* YOUR GOAL: Please check every line of the listing for "EntryStatus" and copy each line where it is found.

* SOURCE RECORDS:
-=-=-=-=-

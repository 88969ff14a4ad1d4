//! Loads the chart of accounts and posted journal lines.
//!
//! Rows are mapped into `kontor_core` ledger types; all report arithmetic
//! happens in the core crate.

use std::collections::HashMap;

use chrono::NaiveDate;
use sea_orm::{
    ColumnTrait, DatabaseConnection, DbErr, EntityTrait, QueryFilter, QueryOrder, QuerySelect,
};
use uuid::Uuid;

use crate::entities::{chart_of_accounts, journal_entries, journal_lines};
use kontor_core::ledger::{Account, AccountType, EntryStatus, LedgerLine, NormalBalance};
use kontor_shared::types::{AccountId, CompanyId, JournalEntryId};

/// Postgres caps bind parameters per statement; `IN` lists are chunked below it.
const ID_CHUNK: usize = 5_000;

/// Error types for ledger loading.
#[derive(Debug, thiserror::Error)]
pub enum LedgerRepoError {
    /// An account row carries a type or normal balance the core does not know.
    #[error("Account {code} has invalid {field} '{value}'")]
    InvalidAccount {
        /// Account code.
        code: String,
        /// Column name.
        field: &'static str,
        /// Stored value.
        value: String,
    },

    /// Database error.
    #[error("Database error: {0}")]
    Database(#[from] DbErr),
}

fn to_account(model: chart_of_accounts::Model) -> Result<Account, LedgerRepoError> {
    let account_type =
        AccountType::parse(&model.account_type).ok_or_else(|| LedgerRepoError::InvalidAccount {
            code: model.code.clone(),
            field: "account_type",
            value: model.account_type.clone(),
        })?;
    let normal_balance = NormalBalance::parse(&model.normal_balance).ok_or_else(|| {
        LedgerRepoError::InvalidAccount {
            code: model.code.clone(),
            field: "normal_balance",
            value: model.normal_balance.clone(),
        }
    })?;

    Ok(Account {
        id: AccountId::from_uuid(model.id),
        code: model.code,
        name: model.name,
        account_type,
        sub_type: model.sub_type,
        normal_balance,
        opening_balance: model.opening_balance,
        is_active: model.is_active,
    })
}

fn to_line(line: journal_lines::Model, entry: &journal_entries::Model) -> LedgerLine {
    LedgerLine {
        line_id: line.id,
        entry_id: JournalEntryId::from_uuid(entry.id),
        entry_number: entry.entry_number.clone(),
        entry_date: entry.entry_date,
        entry_status: EntryStatus::parse(&entry.status),
        entry_deleted: entry.is_deleted || entry.deleted_at.is_some(),
        reference_type: entry.reference_type.clone(),
        reference_id: entry.reference_id,
        description: line.description.or_else(|| entry.description.clone()),
        account_id: AccountId::from_uuid(line.account_id),
        debit: line.debit_amount,
        credit: line.credit_amount,
        branch_id: line.branch_id,
        cost_center_id: line.cost_center_id,
    }
}

/// Ledger repository.
#[derive(Debug, Clone)]
pub struct LedgerRepository {
    db: DatabaseConnection,
}

impl LedgerRepository {
    /// Creates a new ledger repository.
    #[must_use]
    pub const fn new(db: DatabaseConnection) -> Self {
        Self { db }
    }

    /// Returns the company's chart of accounts, active and inactive, by code.
    pub async fn accounts(&self, company_id: CompanyId) -> Result<Vec<Account>, LedgerRepoError> {
        chart_of_accounts::Entity::find()
            .filter(chart_of_accounts::Column::CompanyId.eq(company_id.into_inner()))
            .order_by_asc(chart_of_accounts::Column::Code)
            .all(&self.db)
            .await?
            .into_iter()
            .map(to_account)
            .collect()
    }

    /// Returns lines of posted, non-deleted entries dated on or before `to`,
    /// and on or after `from` when given.
    ///
    /// Pass `from = None` when the caller needs history for opening balances.
    pub async fn posted_lines(
        &self,
        company_id: CompanyId,
        from: Option<NaiveDate>,
        to: NaiveDate,
    ) -> Result<Vec<LedgerLine>, LedgerRepoError> {
        let mut query = journal_entries::Entity::find()
            .filter(journal_entries::Column::CompanyId.eq(company_id.into_inner()))
            .filter(journal_entries::Column::Status.eq(EntryStatus::Posted.as_str()))
            .filter(journal_entries::Column::IsDeleted.eq(false))
            .filter(journal_entries::Column::DeletedAt.is_null())
            .filter(journal_entries::Column::EntryDate.lte(to));

        if let Some(from) = from {
            query = query.filter(journal_entries::Column::EntryDate.gte(from));
        }

        let entries = query.all(&self.db).await?;
        self.lines_for(entries).await
    }

    /// Returns the date of the company's earliest posted entry.
    pub async fn first_entry_date(
        &self,
        company_id: CompanyId,
    ) -> Result<Option<NaiveDate>, LedgerRepoError> {
        let first = journal_entries::Entity::find()
            .select_only()
            .column(journal_entries::Column::EntryDate)
            .filter(journal_entries::Column::CompanyId.eq(company_id.into_inner()))
            .filter(journal_entries::Column::Status.eq(EntryStatus::Posted.as_str()))
            .filter(journal_entries::Column::IsDeleted.eq(false))
            .filter(journal_entries::Column::DeletedAt.is_null())
            .order_by_asc(journal_entries::Column::EntryDate)
            .into_tuple::<NaiveDate>()
            .one(&self.db)
            .await?;
        Ok(first)
    }

    async fn lines_for(
        &self,
        entries: Vec<journal_entries::Model>,
    ) -> Result<Vec<LedgerLine>, LedgerRepoError> {
        if entries.is_empty() {
            return Ok(Vec::new());
        }

        let ids: Vec<Uuid> = entries.iter().map(|e| e.id).collect();
        let by_id: HashMap<Uuid, journal_entries::Model> =
            entries.into_iter().map(|e| (e.id, e)).collect();

        let mut lines = Vec::new();
        for chunk in ids.chunks(ID_CHUNK) {
            let rows = journal_lines::Entity::find()
                .filter(journal_lines::Column::JournalEntryId.is_in(chunk.to_vec()))
                .order_by_asc(journal_lines::Column::CreatedAt)
                .order_by_asc(journal_lines::Column::Id)
                .all(&self.db)
                .await?;

            lines.extend(rows.into_iter().filter_map(|line| {
                by_id
                    .get(&line.journal_entry_id)
                    .map(|entry| to_line(line, entry))
            }));
        }

        Ok(lines)
    }
}

#[cfg(test)]
mod tests {
    use super::*;
    use chrono::Utc;
    use rust_decimal_macros::dec;

    fn account_model(account_type: &str, normal_balance: &str) -> chart_of_accounts::Model {
        let now = Utc::now().into();
        chart_of_accounts::Model {
            id: Uuid::new_v4(),
            company_id: Uuid::new_v4(),
            code: "4000".to_string(),
            name: "Sales".to_string(),
            account_type: account_type.to_string(),
            sub_type: None,
            normal_balance: normal_balance.to_string(),
            opening_balance: dec!(0),
            is_active: true,
            created_at: now,
            updated_at: now,
        }
    }

    #[test]
    fn test_revenue_rows_map_to_income() {
        let account = to_account(account_model("revenue", "credit")).unwrap();
        assert_eq!(account.account_type, AccountType::Income);
        assert_eq!(account.normal_balance, NormalBalance::Credit);
    }

    #[test]
    fn test_unknown_account_type_is_rejected() {
        let err = to_account(account_model("contra", "credit")).unwrap_err();
        assert!(matches!(
            err,
            LedgerRepoError::InvalidAccount { field: "account_type", .. }
        ));
    }

    #[test]
    fn test_line_falls_back_to_entry_description() {
        let now = Utc::now().into();
        let entry = journal_entries::Model {
            id: Uuid::new_v4(),
            company_id: Uuid::new_v4(),
            entry_number: "JE-0001".to_string(),
            entry_date: NaiveDate::from_ymd_opt(2026, 1, 10).unwrap(),
            status: "posted".to_string(),
            reference_type: Some("invoice".to_string()),
            reference_id: None,
            description: Some("Invoice INV-1".to_string()),
            is_deleted: false,
            deleted_at: Some(now),
            created_by: None,
            created_at: now,
            updated_at: now,
        };
        let line = journal_lines::Model {
            id: Uuid::new_v4(),
            journal_entry_id: entry.id,
            account_id: Uuid::new_v4(),
            debit_amount: dec!(100),
            credit_amount: dec!(0),
            description: None,
            branch_id: None,
            cost_center_id: None,
            created_at: now,
        };

        let mapped = to_line(line, &entry);
        assert_eq!(mapped.description.as_deref(), Some("Invoice INV-1"));
        assert_eq!(mapped.entry_status, EntryStatus::Posted);
        assert!(mapped.entry_deleted);
        assert!(!mapped.is_reportable());
    }
}
//! Application-wide error types.

use thiserror::Error;

/// Result type alias using `AppError`.
pub type AppResult<T> = Result<T, AppError>;

/// Application error types.
#[derive(Debug, Error)]
pub enum AppError {
    /// Authentication failed.
    #[error("Authentication failed: {0}")]
    Unauthorized(String),

    /// Access denied.
    #[error("Access denied: {0}")]
    Forbidden(String),

    /// Resource not found.
    #[error("Not found: {0}")]
    NotFound(String),

    /// Missing or invalid request parameters.
    #[error("Validation error: {0}")]
    Validation(String),

    /// The target date falls inside a closed or locked accounting period.
    #[error("Accounting period is locked: {0}")]
    PeriodLocked(String),

    /// Conflict (e.g., period already in the requested state).
    #[error("Conflict: {0}")]
    Conflict(String),

    /// Database error.
    #[error("Database error: {0}")]
    Database(String),

    /// Internal server error.
    #[error("Internal error: {0}")]
    Internal(String),
}

impl AppError {
    /// Returns the HTTP status code for this error.
    #[must_use]
    pub const fn status_code(&self) -> u16 {
        match self {
            Self::Unauthorized(_) => 401,
            Self::Forbidden(_) => 403,
            Self::NotFound(_) => 404,
            Self::Validation(_) => 400,
            Self::PeriodLocked(_) => 423,
            Self::Conflict(_) => 409,
            Self::Database(_) | Self::Internal(_) => 500,
        }
    }

    /// Returns the error code used in logs.
    #[must_use]
    pub const fn error_code(&self) -> &'static str {
        match self {
            Self::Unauthorized(_) => "UNAUTHORIZED",
            Self::Forbidden(_) => "FORBIDDEN",
            Self::NotFound(_) => "NOT_FOUND",
            Self::Validation(_) => "VALIDATION_ERROR",
            Self::PeriodLocked(_) => "PERIOD_LOCKED",
            Self::Conflict(_) => "CONFLICT",
            Self::Database(_) => "DATABASE_ERROR",
            Self::Internal(_) => "INTERNAL_ERROR",
        }
    }

    /// Returns the message safe to show to API callers.
    ///
    /// Store and internal failures never leak their detail; it stays in the logs.
    #[must_use]
    pub fn public_message(&self) -> String {
        match self {
            Self::Database(_) | Self::Internal(_) => {
                "An internal error occurred. Please try again later.".to_string()
            }
            Self::Unauthorized(msg)
            | Self::Forbidden(msg)
            | Self::NotFound(msg)
            | Self::Validation(msg)
            | Self::PeriodLocked(msg)
            | Self::Conflict(msg) => msg.clone(),
        }
    }

    /// Returns true for errors caused by the store or the server itself.
    #[must_use]
    pub const fn is_server_error(&self) -> bool {
        matches!(self, Self::Database(_) | Self::Internal(_))
    }
}

#[cfg(test)]
mod tests {
    use super::*;

    #[test]
    fn test_error_status_codes() {
        assert_eq!(AppError::Unauthorized(String::new()).status_code(), 401);
        assert_eq!(AppError::Forbidden(String::new()).status_code(), 403);
        assert_eq!(AppError::NotFound(String::new()).status_code(), 404);
        assert_eq!(AppError::Validation(String::new()).status_code(), 400);
        assert_eq!(AppError::PeriodLocked(String::new()).status_code(), 423);
        assert_eq!(AppError::Conflict(String::new()).status_code(), 409);
        assert_eq!(AppError::Database(String::new()).status_code(), 500);
        assert_eq!(AppError::Internal(String::new()).status_code(), 500);
    }

    #[test]
    fn test_error_codes() {
        assert_eq!(
            AppError::Unauthorized(String::new()).error_code(),
            "UNAUTHORIZED"
        );
        assert_eq!(
            AppError::PeriodLocked(String::new()).error_code(),
            "PERIOD_LOCKED"
        );
        assert_eq!(
            AppError::Database(String::new()).error_code(),
            "DATABASE_ERROR"
        );
    }

    #[test]
    fn test_public_message_hides_store_detail() {
        let err = AppError::Database("relation \"journal_entries\" does not exist".into());
        assert!(!err.public_message().contains("journal_entries"));
        assert!(err.is_server_error());

        let err = AppError::PeriodLocked("January 2026".into());
        assert_eq!(err.public_message(), "January 2026");
        assert!(!err.is_server_error());
    }

    #[test]
    fn test_error_display() {
        assert_eq!(
            AppError::Validation("from is required".into()).to_string(),
            "Validation error: from is required"
        );
        assert_eq!(
            AppError::PeriodLocked("January 2026".into()).to_string(),
            "Accounting period is locked: January 2026"
        );
    }
}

-=-=-=-=-

* EXPECTED ANSWER:
use kontor_core::ledger::{Account, AccountType, EntryStatus, LedgerLine, NormalBalance};
        entry_status: EntryStatus::parse(&entry.status),
            .filter(journal_entries::Column::Status.eq(EntryStatus::Posted.as_str()))
            .filter(journal_entries::Column::Status.eq(EntryStatus::Posted.as_str()))
        assert_eq!(mapped.entry_status, EntryStatus::Posted);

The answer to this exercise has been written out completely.